>>>>

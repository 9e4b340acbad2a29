//! Authoritative progress container with debounced persistence.

use crate::KeyValueStore;
use crate::chapter::ChapterId;
use crate::persist::SaveDebouncer;
use crate::progress::{Progress, ProgressAction, ProgressState};
use crate::storage::{self, StorageError};

/// Single owner of the progress state. Every mutation replaces the state
/// value and bumps a revision; persistence trails behind through
/// [`ProgressStore::poll_save`] or [`ProgressStore::flush`].
#[derive(Debug, Clone)]
pub struct ProgressStore<S: KeyValueStore> {
    backend: S,
    state: ProgressState,
    revision: u64,
    saved_revision: u64,
    /// A reset whose removal of the stored entries has not succeeded yet.
    clear_pending: bool,
    debouncer: SaveDebouncer,
}

impl<S: KeyValueStore> ProgressStore<S> {
    /// Load from `backend`, falling back to defaults on any failure.
    pub fn open(backend: S, save_debounce_ms: u32) -> Self {
        let state = storage::read_state(&backend);
        Self {
            backend,
            state,
            revision: 0,
            saved_revision: 0,
            clear_pending: false,
            debouncer: SaveDebouncer::new(save_debounce_ms),
        }
    }

    #[must_use]
    pub const fn state(&self) -> &ProgressState {
        &self.state
    }

    #[must_use]
    pub const fn progress(&self) -> &Progress {
        &self.state.progress
    }

    #[must_use]
    pub const fn intro_seen(&self) -> bool {
        self.state.intro_seen
    }

    /// Bumped on every state replacement.
    #[must_use]
    pub const fn revision(&self) -> u64 {
        self.revision
    }

    #[must_use]
    pub const fn has_unsaved_changes(&self) -> bool {
        self.clear_pending || self.revision != self.saved_revision
    }

    #[must_use]
    pub const fn backend(&self) -> &S {
        &self.backend
    }

    /// Apply `action`; returns whether the state changed.
    pub fn dispatch(&mut self, action: ProgressAction) -> bool {
        match self.state.reduce(action) {
            Some(next) => {
                self.state = next;
                self.revision += 1;
                true
            }
            None => false,
        }
    }

    pub fn complete_chapter(&mut self, chapter: ChapterId) -> bool {
        self.dispatch(ProgressAction::CompleteChapter(chapter))
    }

    pub fn save_answer(&mut self, question_id: &str, answer: &str) -> bool {
        self.dispatch(ProgressAction::SaveAnswer {
            question_id: question_id.to_string(),
            answer: answer.to_string(),
        })
    }

    pub fn mark_intro_seen(&mut self) -> bool {
        self.dispatch(ProgressAction::SetIntroSeen(true))
    }

    /// Clear both durable entries and return to the initial state.
    ///
    /// If the entries cannot be removed the store stays unsaved, and the next
    /// due [`ProgressStore::poll_save`] or [`ProgressStore::flush`] clears them
    /// again before writing.
    pub fn reset(&mut self) {
        self.dispatch(ProgressAction::Reset);
        self.debouncer.resync(self.revision);
        self.saved_revision = self.revision;
        match storage::clear_state(&self.backend) {
            Ok(()) => self.clear_pending = false,
            Err(err) => {
                log::error!("failed to clear stored progress, will retry: {err}");
                self.clear_pending = true;
            }
        }
        log::info!("progress reset");
    }

    /// Replace the in-memory state with whatever storage holds.
    pub fn reload(&mut self) {
        if self.clear_pending {
            log::warn!("stored progress is still awaiting a reset; keeping the reset state");
            return;
        }
        let loaded = storage::read_state(&self.backend);
        self.dispatch(ProgressAction::Load(loaded));
        self.saved_revision = self.revision;
        self.debouncer.resync(self.revision);
    }

    /// Drive the debounced write; returns whether a write succeeded.
    pub fn poll_save(&mut self, now_ms: u64) -> bool {
        if !self.has_unsaved_changes() {
            self.debouncer.settle();
            return false;
        }
        self.debouncer.observe(self.revision, now_ms);
        // Owed writes for an already observed revision: a failed write or a failed reset.
        self.debouncer.arm_if_idle(now_ms);
        if !self.debouncer.is_due(now_ms) {
            return false;
        }
        self.debouncer.settle();
        self.flush().is_ok()
    }

    /// Write the current snapshot immediately.
    ///
    /// # Errors
    ///
    /// Returns the storage failure; the in-memory state is kept either way.
    pub fn flush(&mut self) -> Result<(), StorageError> {
        if self.clear_pending {
            if let Err(err) = storage::clear_state(&self.backend) {
                log::error!("failed to clear stored progress: {err}");
                return Err(err);
            }
            self.clear_pending = false;
        }
        match storage::write_state(&self.backend, &self.state) {
            Ok(()) => {
                self.saved_revision = self.revision;
                Ok(())
            }
            Err(err) => {
                log::error!("failed to save progress: {err}");
                Err(err)
            }
        }
    }
}

#[cfg(test)]
mod tests {
    use super::*;
    use crate::storage::{INTRO_SEEN_KEY, MemoryStore, PROGRESS_KEY};

    fn chapter(n: u32) -> ChapterId {
        ChapterId::new(n).unwrap()
    }

    #[test]
    fn fresh_store_starts_at_defaults() {
        let store = ProgressStore::open(MemoryStore::new(), 50);
        assert_eq!(store.state(), &ProgressState::default());
        assert!(!store.has_unsaved_changes());
    }

    #[test]
    fn repeated_completion_does_not_bump_revision() {
        let mut store = ProgressStore::open(MemoryStore::new(), 50);
        assert!(store.complete_chapter(chapter(1)));
        let revision = store.revision();
        let snapshot = store.progress().clone();
        assert!(!store.complete_chapter(chapter(1)));
        assert_eq!(store.revision(), revision);
        assert_eq!(store.progress(), &snapshot);
    }

    #[test]
    fn saves_are_coalesced_within_the_window() {
        let backend = MemoryStore::new();
        let mut store = ProgressStore::open(backend.clone(), 50);
        store.save_answer("chapter1", "마18:14");
        assert!(!store.poll_save(0));
        store.complete_chapter(chapter(1));
        assert!(!store.poll_save(30));
        store.save_answer("chapter2_verse", "요나1:3");
        assert!(!store.poll_save(60));
        assert!(store.poll_save(110));
        assert_eq!(backend.write_count(), 1);
        assert!(!store.poll_save(500));

        let stored = Progress::from_json(&backend.raw(PROGRESS_KEY).unwrap()).unwrap();
        assert_eq!(&stored, store.progress());
        assert_eq!(stored.answers.len(), 2);
    }

    #[test]
    fn write_failures_keep_memory_state() {
        let backend = MemoryStore::new();
        let mut store = ProgressStore::open(backend.clone(), 0);
        backend.set_failing(false, true);
        store.complete_chapter(chapter(1));
        assert!(!store.poll_save(10));
        assert!(store.has_unsaved_changes());
        assert!(store.progress().is_completed(chapter(1)));

        backend.set_failing(false, false);
        store.flush().unwrap();
        assert!(!store.has_unsaved_changes());
    }

    #[test]
    fn reset_clears_storage_and_state() {
        let backend = MemoryStore::new();
        let mut store = ProgressStore::open(backend.clone(), 50);
        store.mark_intro_seen();
        for n in 1..=4 {
            store.complete_chapter(chapter(n));
        }
        store.flush().unwrap();
        assert_eq!(backend.raw(INTRO_SEEN_KEY).as_deref(), Some("true"));

        store.reset();
        assert_eq!(store.state(), &ProgressState::default());
        assert!(backend.raw(PROGRESS_KEY).is_none());
        assert!(backend.raw(INTRO_SEEN_KEY).is_none());
        assert!(!store.poll_save(1_000));
    }

    #[test]
    fn reload_picks_up_stored_state() {
        let backend = MemoryStore::new();
        let mut store = ProgressStore::open(backend.clone(), 50);
        store.complete_chapter(chapter(1));
        store.flush().unwrap();
        store.complete_chapter(chapter(2));
        store.reload();
        assert!(store.progress().is_completed(chapter(1)));
        assert!(!store.progress().is_completed(chapter(2)));
        assert!(!store.has_unsaved_changes());
    }

    #[test]
    fn failed_write_is_retried_by_later_polls() {
        let backend = MemoryStore::new();
        let mut store = ProgressStore::open(backend.clone(), 50);
        backend.set_failing(false, true);
        for n in 1..=6 {
            store.complete_chapter(chapter(n));
        }
        assert!(!store.poll_save(0));
        assert!(!store.poll_save(60), "write is attempted and fails");
        assert!(store.has_unsaved_changes());

        backend.set_failing(false, false);
        let retried = (100..10_000).step_by(10).any(|t| store.poll_save(t));
        assert!(retried);
        assert!(!store.has_unsaved_changes());
        let stored = Progress::from_json(&backend.raw(PROGRESS_KEY).unwrap()).unwrap();
        assert!(stored.is_completed(chapter(6)));
    }

    #[test]
    fn failed_reset_is_finished_once_storage_recovers() {
        let backend = MemoryStore::new();
        let mut store = ProgressStore::open(backend.clone(), 50);
        store.mark_intro_seen();
        for n in 1..=3 {
            store.complete_chapter(chapter(n));
        }
        store.flush().unwrap();

        backend.set_failing(false, true);
        store.reset();
        assert_eq!(store.state(), &ProgressState::default());
        assert!(store.has_unsaved_changes());
        store.reload();
        assert_eq!(store.state(), &ProgressState::default(), "reload must not resurrect");

        backend.set_failing(false, false);
        let saved = (0..5_000).step_by(10).any(|t| store.poll_save(t));
        assert!(saved);
        assert!(!store.has_unsaved_changes());
        assert!(backend.raw(INTRO_SEEN_KEY).is_none());

        let reopened = ProgressStore::open(backend, 50);
        assert_eq!(reopened.state(), &ProgressState::default());
    }
}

<<<<

Look through the entries above; copy each line where the string "true" appears.

Result of this task:
                true
        self.dispatch(ProgressAction::SetIntroSeen(true))
                self.clear_pending = true;
        backend.set_failing(false, true);
        assert_eq!(backend.raw(INTRO_SEEN_KEY).as_deref(), Some("true"));
        backend.set_failing(false, true);
        backend.set_failing(false, true);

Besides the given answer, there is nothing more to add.